■ **Assignment**: Each record in the material below must be written out again exactly.

■ **Source material**:
_____
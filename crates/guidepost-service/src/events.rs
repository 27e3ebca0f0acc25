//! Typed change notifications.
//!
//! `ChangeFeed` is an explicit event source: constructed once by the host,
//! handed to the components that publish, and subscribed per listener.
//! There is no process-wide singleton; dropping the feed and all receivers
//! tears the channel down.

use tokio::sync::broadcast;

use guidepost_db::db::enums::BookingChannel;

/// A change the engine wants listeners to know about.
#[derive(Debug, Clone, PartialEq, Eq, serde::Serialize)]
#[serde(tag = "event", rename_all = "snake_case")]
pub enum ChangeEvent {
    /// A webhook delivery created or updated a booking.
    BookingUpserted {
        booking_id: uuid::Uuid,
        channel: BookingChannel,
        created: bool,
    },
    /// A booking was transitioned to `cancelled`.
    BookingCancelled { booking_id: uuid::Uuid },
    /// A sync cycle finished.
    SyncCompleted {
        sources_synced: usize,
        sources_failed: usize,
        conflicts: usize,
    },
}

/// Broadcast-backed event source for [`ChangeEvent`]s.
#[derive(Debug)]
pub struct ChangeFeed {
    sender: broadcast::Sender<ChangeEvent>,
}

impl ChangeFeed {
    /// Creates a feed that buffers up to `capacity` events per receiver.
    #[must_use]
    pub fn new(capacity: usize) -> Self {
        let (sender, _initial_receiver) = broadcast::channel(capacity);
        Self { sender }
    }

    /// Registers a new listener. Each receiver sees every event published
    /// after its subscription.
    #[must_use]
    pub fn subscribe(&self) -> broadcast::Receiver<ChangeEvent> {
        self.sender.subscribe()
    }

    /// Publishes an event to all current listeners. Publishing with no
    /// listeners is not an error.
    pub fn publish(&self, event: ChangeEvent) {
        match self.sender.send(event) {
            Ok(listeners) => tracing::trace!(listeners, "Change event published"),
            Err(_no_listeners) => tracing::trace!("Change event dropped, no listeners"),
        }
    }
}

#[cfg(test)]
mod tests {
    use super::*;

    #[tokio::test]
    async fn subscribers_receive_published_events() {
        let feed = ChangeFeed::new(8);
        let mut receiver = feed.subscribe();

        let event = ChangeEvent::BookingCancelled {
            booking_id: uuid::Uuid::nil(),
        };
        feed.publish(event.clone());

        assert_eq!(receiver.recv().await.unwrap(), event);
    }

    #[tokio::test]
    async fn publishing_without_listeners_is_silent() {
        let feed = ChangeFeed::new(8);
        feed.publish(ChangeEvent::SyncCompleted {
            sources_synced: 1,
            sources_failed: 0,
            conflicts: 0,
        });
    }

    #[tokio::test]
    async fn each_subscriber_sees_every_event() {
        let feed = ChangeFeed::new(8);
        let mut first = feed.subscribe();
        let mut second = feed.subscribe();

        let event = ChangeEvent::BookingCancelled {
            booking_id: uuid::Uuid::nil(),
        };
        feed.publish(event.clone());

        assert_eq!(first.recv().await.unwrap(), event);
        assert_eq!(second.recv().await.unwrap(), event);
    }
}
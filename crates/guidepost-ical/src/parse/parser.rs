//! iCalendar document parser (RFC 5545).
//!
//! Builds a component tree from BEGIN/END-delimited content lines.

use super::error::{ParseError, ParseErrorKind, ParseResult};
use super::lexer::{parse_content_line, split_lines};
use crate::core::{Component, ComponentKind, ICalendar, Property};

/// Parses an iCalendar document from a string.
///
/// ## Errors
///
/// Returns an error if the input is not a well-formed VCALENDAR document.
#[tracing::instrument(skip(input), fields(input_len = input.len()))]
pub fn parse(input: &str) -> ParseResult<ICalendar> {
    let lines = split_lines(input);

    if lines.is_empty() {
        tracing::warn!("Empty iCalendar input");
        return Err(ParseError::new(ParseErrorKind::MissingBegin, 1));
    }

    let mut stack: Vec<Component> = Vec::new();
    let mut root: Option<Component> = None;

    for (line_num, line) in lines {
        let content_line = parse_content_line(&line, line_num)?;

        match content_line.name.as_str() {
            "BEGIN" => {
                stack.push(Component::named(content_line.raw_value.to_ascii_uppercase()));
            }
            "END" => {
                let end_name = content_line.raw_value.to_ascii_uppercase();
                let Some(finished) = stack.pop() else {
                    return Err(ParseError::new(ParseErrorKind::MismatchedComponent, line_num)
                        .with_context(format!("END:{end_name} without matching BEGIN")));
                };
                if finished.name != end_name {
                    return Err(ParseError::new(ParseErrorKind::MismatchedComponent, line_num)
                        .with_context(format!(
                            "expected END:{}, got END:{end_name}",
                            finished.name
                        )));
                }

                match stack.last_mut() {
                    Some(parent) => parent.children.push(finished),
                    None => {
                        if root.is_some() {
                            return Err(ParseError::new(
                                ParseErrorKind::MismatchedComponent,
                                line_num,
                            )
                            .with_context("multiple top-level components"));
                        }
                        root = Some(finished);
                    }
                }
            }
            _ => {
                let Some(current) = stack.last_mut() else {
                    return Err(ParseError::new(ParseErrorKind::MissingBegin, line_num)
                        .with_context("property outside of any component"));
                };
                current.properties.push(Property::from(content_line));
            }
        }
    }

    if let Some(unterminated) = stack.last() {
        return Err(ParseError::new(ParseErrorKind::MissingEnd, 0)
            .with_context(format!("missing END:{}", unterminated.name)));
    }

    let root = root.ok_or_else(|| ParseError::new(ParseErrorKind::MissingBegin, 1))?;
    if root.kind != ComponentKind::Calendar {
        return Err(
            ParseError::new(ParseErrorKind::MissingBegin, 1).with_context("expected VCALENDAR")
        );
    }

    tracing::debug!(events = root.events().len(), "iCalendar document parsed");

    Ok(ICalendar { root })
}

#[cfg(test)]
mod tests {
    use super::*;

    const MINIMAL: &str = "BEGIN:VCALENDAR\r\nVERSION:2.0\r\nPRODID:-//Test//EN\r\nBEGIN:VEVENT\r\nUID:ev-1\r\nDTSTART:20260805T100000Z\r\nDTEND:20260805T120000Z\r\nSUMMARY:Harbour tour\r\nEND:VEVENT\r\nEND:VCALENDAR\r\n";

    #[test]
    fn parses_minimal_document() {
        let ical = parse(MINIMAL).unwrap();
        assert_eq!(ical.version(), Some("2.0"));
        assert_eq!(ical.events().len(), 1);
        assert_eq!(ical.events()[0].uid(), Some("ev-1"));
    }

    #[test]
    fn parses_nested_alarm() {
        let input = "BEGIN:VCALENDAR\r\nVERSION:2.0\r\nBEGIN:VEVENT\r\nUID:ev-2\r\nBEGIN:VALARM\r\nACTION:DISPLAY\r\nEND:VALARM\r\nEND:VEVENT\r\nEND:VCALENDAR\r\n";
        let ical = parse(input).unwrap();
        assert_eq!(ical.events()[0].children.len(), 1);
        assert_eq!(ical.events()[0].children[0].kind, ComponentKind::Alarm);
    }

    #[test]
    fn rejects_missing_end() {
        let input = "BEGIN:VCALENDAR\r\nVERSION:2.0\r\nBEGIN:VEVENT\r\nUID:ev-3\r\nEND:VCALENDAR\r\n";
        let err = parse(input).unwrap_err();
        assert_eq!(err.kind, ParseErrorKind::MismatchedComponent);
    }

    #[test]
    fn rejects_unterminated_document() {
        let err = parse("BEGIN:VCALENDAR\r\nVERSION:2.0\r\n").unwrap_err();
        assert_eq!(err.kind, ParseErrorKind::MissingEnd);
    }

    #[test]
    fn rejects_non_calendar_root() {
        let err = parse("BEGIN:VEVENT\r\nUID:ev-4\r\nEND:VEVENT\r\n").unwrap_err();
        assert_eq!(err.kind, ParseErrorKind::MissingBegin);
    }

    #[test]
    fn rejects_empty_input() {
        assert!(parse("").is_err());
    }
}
_____
■ **Your response**:
filename crates/guidepost-service/src/events.rs
repository 27e3ebca0f0acc25
//! Typed change notifications.
//!
//! `ChangeFeed` is an explicit event source: constructed once by the host,
//! handed to the components that publish, and subscribed per listener.
//! There is no process-wide singleton; dropping the feed and all receivers
//! tears the channel down.

use tokio::sync::broadcast;

use guidepost_db::db::enums::BookingChannel;

/// A change the engine wants listeners to know about.
#[derive(Debug, Clone, PartialEq, Eq, serde::Serialize)]
#[serde(tag = "event", rename_all = "snake_case")]
pub enum ChangeEvent {
    /// A webhook delivery created or updated a booking.
    BookingUpserted {
        booking_id: uuid::Uuid,
        channel: BookingChannel,
        created: bool,
    },
    /// A booking was transitioned to `cancelled`.
    BookingCancelled { booking_id: uuid::Uuid },
    /// A sync cycle finished.
    SyncCompleted {
        sources_synced: usize,
        sources_failed: usize,
        conflicts: usize,
    },
}

/// Broadcast-backed event source for [`ChangeEvent`]s.
#[derive(Debug)]
pub struct ChangeFeed {
    sender: broadcast::Sender<ChangeEvent>,
}

impl ChangeFeed {
    /// Creates a feed that buffers up to `capacity` events per receiver.
    #[must_use]
    pub fn new(capacity: usize) -> Self {
        let (sender, _initial_receiver) = broadcast::channel(capacity);
        Self { sender }
    }

    /// Registers a new listener. Each receiver sees every event published
    /// after its subscription.
    #[must_use]
    pub fn subscribe(&self) -> broadcast::Receiver<ChangeEvent> {
        self.sender.subscribe()
    }

    /// Publishes an event to all current listeners. Publishing with no
    /// listeners is not an error.
    pub fn publish(&self, event: ChangeEvent) {
        match self.sender.send(event) {
            Ok(listeners) => tracing::trace!(listeners, "Change event published"),
            Err(_no_listeners) => tracing::trace!("Change event dropped, no listeners"),
        }
    }
}

#[cfg(test)]
mod tests {
    use super::*;

    #[tokio::test]
    async fn subscribers_receive_published_events() {
        let feed = ChangeFeed::new(8);
        let mut receiver = feed.subscribe();

        let event = ChangeEvent::BookingCancelled {
            booking_id: uuid::Uuid::nil(),
        };
        feed.publish(event.clone());

        assert_eq!(receiver.recv().await.unwrap(), event);
    }

    #[tokio::test]
    async fn publishing_without_listeners_is_silent() {
        let feed = ChangeFeed::new(8);
        feed.publish(ChangeEvent::SyncCompleted {
            sources_synced: 1,
            sources_failed: 0,
            conflicts: 0,
        });
    }

    #[tokio::test]
    async fn each_subscriber_sees_every_event() {
        let feed = ChangeFeed::new(8);
        let mut first = feed.subscribe();
        let mut second = feed.subscribe();

        let event = ChangeEvent::BookingCancelled {
            booking_id: uuid::Uuid::nil(),
        };
        feed.publish(event.clone());

        assert_eq!(first.recv().await.unwrap(), event);
        assert_eq!(second.recv().await.unwrap(), event);
    }
}
filename crates/guidepost-ical/src/parse/parser.rs
//! iCalendar document parser (RFC 5545).
//!
//! Builds a component tree from BEGIN/END-delimited content lines.

use super::error::{ParseError, ParseErrorKind, ParseResult};
use super::lexer::{parse_content_line, split_lines};
use crate::core::{Component, ComponentKind, ICalendar, Property};

/// Parses an iCalendar document from a string.
///
/// ## Errors
///
/// Returns an error if the input is not a well-formed VCALENDAR document.
#[tracing::instrument(skip(input), fields(input_len = input.len()))]
pub fn parse(input: &str) -> ParseResult<ICalendar> {
    let lines = split_lines(input);

    if lines.is_empty() {
        tracing::warn!("Empty iCalendar input");
        return Err(ParseError::new(ParseErrorKind::MissingBegin, 1));
    }

    let mut stack: Vec<Component> = Vec::new();
    let mut root: Option<Component> = None;

    for (line_num, line) in lines {
        let content_line = parse_content_line(&line, line_num)?;

        match content_line.name.as_str() {
            "BEGIN" => {
                stack.push(Component::named(content_line.raw_value.to_ascii_uppercase()));
            }
            "END" => {
                let end_name = content_line.raw_value.to_ascii_uppercase();
                let Some(finished) = stack.pop() else {
                    return Err(ParseError::new(ParseErrorKind::MismatchedComponent, line_num)
                        .with_context(format!("END:{end_name} without matching BEGIN")));
                };
                if finished.name != end_name {
                    return Err(ParseError::new(ParseErrorKind::MismatchedComponent, line_num)
                        .with_context(format!(
                            "expected END:{}, got END:{end_name}",
                            finished.name
                        )));
                }

                match stack.last_mut() {
                    Some(parent) => parent.children.push(finished),
                    None => {
                        if root.is_some() {
                            return Err(ParseError::new(
                                ParseErrorKind::MismatchedComponent,
                                line_num,
                            )
                            .with_context("multiple top-level components"));
                        }
                        root = Some(finished);
                    }
                }
            }
            _ => {
                let Some(current) = stack.last_mut() else {
                    return Err(ParseError::new(ParseErrorKind::MissingBegin, line_num)
                        .with_context("property outside of any component"));
                };
                current.properties.push(Property::from(content_line));
            }
        }
    }

    if let Some(unterminated) = stack.last() {
        return Err(ParseError::new(ParseErrorKind::MissingEnd, 0)
            .with_context(format!("missing END:{}", unterminated.name)));
    }

    let root = root.ok_or_else(|| ParseError::new(ParseErrorKind::MissingBegin, 1))?;
    if root.kind != ComponentKind::Calendar {
        return Err(
            ParseError::new(ParseErrorKind::MissingBegin, 1).with_context("expected VCALENDAR")
        );
    }

    tracing::debug!(events = root.events().len(), "iCalendar document parsed");

    Ok(ICalendar { root })
}

#[cfg(test)]
mod tests {
    use super::*;

    const MINIMAL: &str = "BEGIN:VCALENDAR\r\nVERSION:2.0\r\nPRODID:-//Test//EN\r\nBEGIN:VEVENT\r\nUID:ev-1\r\nDTSTART:20260805T100000Z\r\nDTEND:20260805T120000Z\r\nSUMMARY:Harbour tour\r\nEND:VEVENT\r\nEND:VCALENDAR\r\n";

    #[test]
    fn parses_minimal_document() {
        let ical = parse(MINIMAL).unwrap();
        assert_eq!(ical.version(), Some("2.0"));
        assert_eq!(ical.events().len(), 1);
        assert_eq!(ical.events()[0].uid(), Some("ev-1"));
    }

    #[test]
    fn parses_nested_alarm() {
        let input = "BEGIN:VCALENDAR\r\nVERSION:2.0\r\nBEGIN:VEVENT\r\nUID:ev-2\r\nBEGIN:VALARM\r\nACTION:DISPLAY\r\nEND:VALARM\r\nEND:VEVENT\r\nEND:VCALENDAR\r\n";
        let ical = parse(input).unwrap();
        assert_eq!(ical.events()[0].children.len(), 1);
        assert_eq!(ical.events()[0].children[0].kind, ComponentKind::Alarm);
    }

    #[test]
    fn rejects_missing_end() {
        let input = "BEGIN:VCALENDAR\r\nVERSION:2.0\r\nBEGIN:VEVENT\r\nUID:ev-3\r\nEND:VCALENDAR\r\n";
        let err = parse(input).unwrap_err();
        assert_eq!(err.kind, ParseErrorKind::MismatchedComponent);
    }

    #[test]
    fn rejects_unterminated_document() {
        let err = parse("BEGIN:VCALENDAR\r\nVERSION:2.0\r\n").unwrap_err();
        assert_eq!(err.kind, ParseErrorKind::MissingEnd);
    }

    #[test]
    fn rejects_non_calendar_root() {
        let err = parse("BEGIN:VEVENT\r\nUID:ev-4\r\nEND:VEVENT\r\n").unwrap_err();
        assert_eq!(err.kind, ParseErrorKind::MissingBegin);
    }

    #[test]
    fn rejects_empty_input() {
        assert!(parse("").is_err());
    }
}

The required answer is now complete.